Sin embargo, esa misma noche, luego de masticar la injusticia, los hermanos mayores visitaron llorando la habitación de su padre y delataron a Bernardo. El padre los miró y les dijo:
—No me cuentan nada que ya no sepa. Todas las noches vi a Bernardo a través de la ventana dormir en la caballeriza y tomar una moneda cada madrugada, hasta llegar a tres.
—¿Y por qué no lo detuviste, entonces?
—Porque Bernardo no estaba haciendo más que quitarme el dinero que tarde o temprano sería suyo. Si hubiera tomado también las monedas que les correspondían a ustedes, lo habría detenido sin dudar.
—¿Y entonces por qué él ahora tiene 10 monedas y nosotros sólo 4 cada uno?
—Él tiene más porque fue capaz de traicionar a sus hermanos, y porque fue capaz de no cumplir el mandato de su padre. Y ustedes tienen menos porque le entregaron lo que no era suyo a alguien que los estaba engañando, sin intentar siquiera defenderse.
—¡Pero eso no es justo, padre!
—¡El mundo tampoco es justo, hijos míos, pero es aquí donde viven, y no en otro! En este mundo que no es justo tendrán que crecer cuando yo no esté para defenderlos. Esta lección deberán aprenderla más temprano que tarde.
Federico y Alejandro se miraron entre ellos, y luego al viudo.
—Creo que hemos comprendido, padre —dijo el mayor—: trataremos de cuidar mejor lo poco que nos queda.

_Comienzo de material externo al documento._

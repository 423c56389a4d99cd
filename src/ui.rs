use crate::audio::MediaEngine;
use crate::controller::{Notice, PlaybackController};
use crate::cover::CoverCache;
use crate::model::{PlayState, format_time};
use ratatui::prelude::*;
use ratatui::widgets::{Block, Borders, Gauge, List, ListItem, ListState, Paragraph, Wrap};

const APP_TITLE: &str = "trackdeck  ";

#[derive(Clone, Copy)]
struct Palette {
    bg: Color,
    panel_bg: Color,
    panel_alt_bg: Color,
    border: Color,
    text: Color,
    muted: Color,
    accent: Color,
    alert: Color,
    selected_bg: Color,
}

const PALETTE: Palette = Palette {
    bg: Color::Rgb(16, 12, 22),
    panel_bg: Color::Rgb(26, 21, 36),
    panel_alt_bg: Color::Rgb(33, 27, 48),
    border: Color::Rgb(57, 197, 187),
    text: Color::Rgb(232, 226, 240),
    muted: Color::Rgb(150, 140, 170),
    accent: Color::Rgb(19, 209, 195),
    alert: Color::Rgb(232, 121, 171),
    selected_bg: Color::Rgb(48, 40, 70),
};

/// UI-only state that lives next to the controller on the control thread.
#[derive(Debug, Default)]
pub struct ViewState {
    pub cursor: usize,
    pub playlist: ListState,
    pub covers: CoverCache,
    /// Most recent notice; stays on screen until a newer one arrives.
    pub notice: Option<Notice>,
}

#[derive(Debug, Clone, Copy, Default, PartialEq, Eq)]
pub struct UiLayout {
    pub header: Rect,
    pub now_playing: Rect,
    pub playlist: Rect,
    pub timeline: Rect,
    pub footer: Rect,
}

pub fn layout(area: Rect) -> UiLayout {
    let vertical = Layout::default()
        .direction(Direction::Vertical)
        .constraints([
            Constraint::Length(3),
            Constraint::Min(8),
            Constraint::Length(3),
            Constraint::Length(3),
        ])
        .split(area);

    let body = Layout::default()
        .direction(Direction::Horizontal)
        .constraints([Constraint::Percentage(40), Constraint::Percentage(60)])
        .split(vertical[1]);

    UiLayout {
        header: vertical[0],
        now_playing: body[0],
        playlist: body[1],
        timeline: vertical[2],
        footer: vertical[3],
    }
}

/// Maps a click inside the timeline panel to a track fraction.
pub fn timeline_fraction(timeline: Rect, column: u16, row: u16) -> Option<f64> {
    let inner = inner_rect(timeline);
    if inner.width == 0 || !point_in_rect(column, row, inner) {
        return None;
    }
    let offset = f64::from(column - inner.x);
    let span = f64::from(inner.width.saturating_sub(1).max(1));
    Some((offset / span).clamp(0.0, 1.0))
}

/// Maps a click inside the playlist panel to a catalog index.
pub fn playlist_row(playlist: Rect, scroll_offset: usize, column: u16, row: u16) -> Option<usize> {
    let inner = inner_rect(playlist);
    if !point_in_rect(column, row, inner) {
        return None;
    }
    Some(scroll_offset + usize::from(row - inner.y))
}

pub fn point_in_rect(x: u16, y: u16, rect: Rect) -> bool {
    if rect.width == 0 || rect.height == 0 {
        return false;
    }
    x >= rect.x
        && x < rect.x.saturating_add(rect.width)
        && y >= rect.y
        && y < rect.y.saturating_add(rect.height)
}

fn inner_rect(rect: Rect) -> Rect {
    rect.inner(Margin {
        vertical: 1,
        horizontal: 1,
    })
}

pub fn draw<E: MediaEngine>(
    frame: &mut Frame,
    controller: &PlaybackController<E>,
    view: &mut ViewState,
) {
    let colors = PALETTE;
    let areas = layout(frame.area());
    let snapshot = controller.snapshot();
    frame.render_widget(
        Block::default().style(Style::default().bg(colors.bg)),
        frame.area(),
    );

    let state_label = match snapshot.play_state {
        PlayState::Playing => "Playing",
        PlayState::Paused => "Paused",
        PlayState::Stopped => "Stopped",
    };
    let engine_name = controller
        .engine()
        .output_name()
        .unwrap_or_else(|| String::from("-"));
    let header = Paragraph::new(Line::from(vec![
        Span::styled(
            APP_TITLE,
            Style::default()
                .fg(colors.accent)
                .add_modifier(Modifier::BOLD),
        ),
        Span::styled(state_label, Style::default().fg(colors.text)),
        Span::styled("  |  ", Style::default().fg(colors.muted)),
        Span::styled(
            format!("Shuffle {}", flag(snapshot.shuffle_enabled)),
            Style::default().fg(toggle_color(snapshot.shuffle_enabled, &colors)),
        ),
        Span::styled("  |  ", Style::default().fg(colors.muted)),
        Span::styled(
            format!("Loop {}", flag(snapshot.loop_enabled)),
            Style::default().fg(toggle_color(snapshot.loop_enabled, &colors)),
        ),
        Span::styled("  |  ", Style::default().fg(colors.muted)),
        Span::styled(engine_name, Style::default().fg(colors.muted)),
    ]))
    .block(panel_block("Status", colors.panel_bg, colors.text, colors.border));
    frame.render_widget(header, areas.header);

    draw_now_playing(frame, controller, view, areas.now_playing, &colors);
    draw_playlist(frame, controller, view, areas.playlist, &colors);

    let ratio = snapshot.progress_ratio().unwrap_or(0.0);
    let duration_label = if snapshot.duration_seconds > 0.0 {
        format_time(snapshot.duration_seconds)
    } else {
        String::from("-:--")
    };
    let timeline = Gauge::default()
        .block(panel_block(
            "Timeline",
            colors.panel_bg,
            colors.text,
            colors.border,
        ))
        .gauge_style(Style::default().fg(colors.accent).bg(colors.panel_alt_bg))
        .ratio(ratio)
        .label(format!(
            "{} / {}",
            format_time(snapshot.position_seconds),
            duration_label
        ));
    frame.render_widget(timeline, areas.timeline);

    let mut footer_spans = Vec::new();
    if let Some(notice) = &view.notice {
        footer_spans.push(Span::styled(
            format!("! {notice}"),
            Style::default()
                .fg(colors.alert)
                .add_modifier(Modifier::BOLD),
        ));
        footer_spans.push(Span::styled("  |  ", Style::default().fg(colors.muted)));
    }
    footer_spans.extend([
        Span::styled(controller.status.as_str(), Style::default().fg(colors.text)),
        Span::styled("  |  ", Style::default().fg(colors.muted)),
        Span::styled(
            "Space play/pause, n/p next/prev, <-/-> seek, 0-9 jump, s shuffle, l loop, x stop, Enter select, q quit",
            Style::default().fg(colors.muted),
        ),
    ]);
    let footer = Paragraph::new(Line::from(footer_spans))
    .block(panel_block(
        "Message",
        colors.panel_bg,
        colors.text,
        colors.border,
    ));
    frame.render_widget(footer, areas.footer);
}

fn draw_now_playing<E: MediaEngine>(
    frame: &mut Frame,
    controller: &PlaybackController<E>,
    view: &mut ViewState,
    area: Rect,
    colors: &Palette,
) {
    let track = controller.current_track();
    let block = panel_block("Now Playing", colors.panel_alt_bg, colors.text, colors.border);
    let inner = block.inner(area);
    frame.render_widget(block, area);

    let sections = Layout::default()
        .direction(Direction::Vertical)
        .constraints([Constraint::Length(4), Constraint::Min(0)])
        .split(inner);

    let info = Paragraph::new(vec![
        Line::from(Span::styled(
            track.title.as_str(),
            Style::default()
                .fg(colors.text)
                .add_modifier(Modifier::BOLD),
        )),
        Line::from(Span::styled(
            format!("by {}", track.creator),
            Style::default().fg(colors.muted),
        )),
        Line::from(Span::styled(
            track.genre.as_str(),
            Style::default()
                .fg(colors.alert)
                .add_modifier(Modifier::ITALIC),
        )),
    ])
    .wrap(Wrap { trim: true });
    frame.render_widget(info, sections[0]);

    let art_area = sections[1];
    let cols = art_area.width.min(art_area.height.saturating_mul(2));
    match view
        .covers
        .get(controller.cover_path(), cols, art_area.height)
    {
        Some(art) => frame.render_widget(Paragraph::new(art.lines()), art_area),
        None => frame.render_widget(
            Paragraph::new(Span::styled("[no cover]", Style::default().fg(colors.muted))),
            art_area,
        ),
    }
}

fn draw_playlist<E: MediaEngine>(
    frame: &mut Frame,
    controller: &PlaybackController<E>,
    view: &mut ViewState,
    area: Rect,
    colors: &Palette,
) {
    let current = controller.current_index();
    let items: Vec<ListItem> = controller
        .catalog()
        .tracks()
        .iter()
        .enumerate()
        .map(|(idx, track)| {
            let marker = if idx == current { "  > " } else { "    " };
            ListItem::new(Line::from(vec![
                Span::styled(marker, Style::default().fg(colors.accent)),
                Span::styled(track.title.as_str(), Style::default().fg(colors.text)),
                Span::styled(
                    format!("  by {}", track.creator),
                    Style::default().fg(colors.muted),
                ),
            ]))
        })
        .collect();

    view.playlist.select(Some(view.cursor));
    let list = List::new(items)
        .block(panel_block(
            "Playlist",
            colors.panel_bg,
            colors.text,
            colors.border,
        ))
        .highlight_style(
            Style::default()
                .bg(colors.selected_bg)
                .fg(Color::White)
                .add_modifier(Modifier::BOLD),
        )
        .highlight_symbol("› ");
    frame.render_stateful_widget(list, area, &mut view.playlist);
}

fn panel_block(title: &str, bg: Color, text: Color, border: Color) -> Block<'_> {
    Block::default()
        .borders(Borders::ALL)
        .title(Span::styled(
            format!(" {title} "),
            Style::default().fg(text).add_modifier(Modifier::BOLD),
        ))
        .border_style(Style::default().fg(border))
        .style(Style::default().bg(bg))
}

fn flag(enabled: bool) -> &'static str {
    if enabled { "on" } else { "off" }
}

fn toggle_color(enabled: bool, colors: &Palette) -> Color {
    if enabled { colors.accent } else { colors.muted }
}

Afuera se oyó el abrir y el cerrar de una puerta, y luego un raudo galope de caballo. El viudo sonrió.
—Lo poco que les queda es nada, hijos míos —dijo el padre—. Por lo que supongo, Bernardo acaba de tomar vuestras 8 monedas y ha emprendido el viaje más largo de su vida.
Federico y Alejandro corrieron escaleras abajo. Revisaron los sacos que estaban en sus habitaciones y confirmaron el presagio del viudo: estaban vacíos, no había un centavo dentro. Tampoco estaba Bernardo en su lecho, y faltaba uno de los caballos. Desesperados, volvieron a la habitación del viudo, que agonizaba.
—¿Y ahora qué será de nosotros? —dijeron— Ya no tenemos nada.
Y el viudo habló así por última vez:
—Las 18 monedas que se ha llevado Bernardo son falsas —les mintió—. Las verdaderas están enterradas bajo el naranjo del jardín. Son 36.
Desentiérrenlas por la mañana, tomen cada uno 12 y entréguenle las otras 12 a Bernardo. Ahora sí cada uno tendrá lo suyo. Puedo morir en paz.
Tras decir aquello, el viudo expiró.
Los hijos desenterraron las monedas pero se repartieron 18 cada uno, robando así la parte de su hermano menor. El viudo, desde el cielo, supo entonces que ahora sí los tres tenían 18 monedas por cabeza y que también los tres habían aprendido a desoír el mandato a su padre y traicionar a un hermano. Ahora sí —pensó el padre— los jóvenes podrían conquistar el mundo.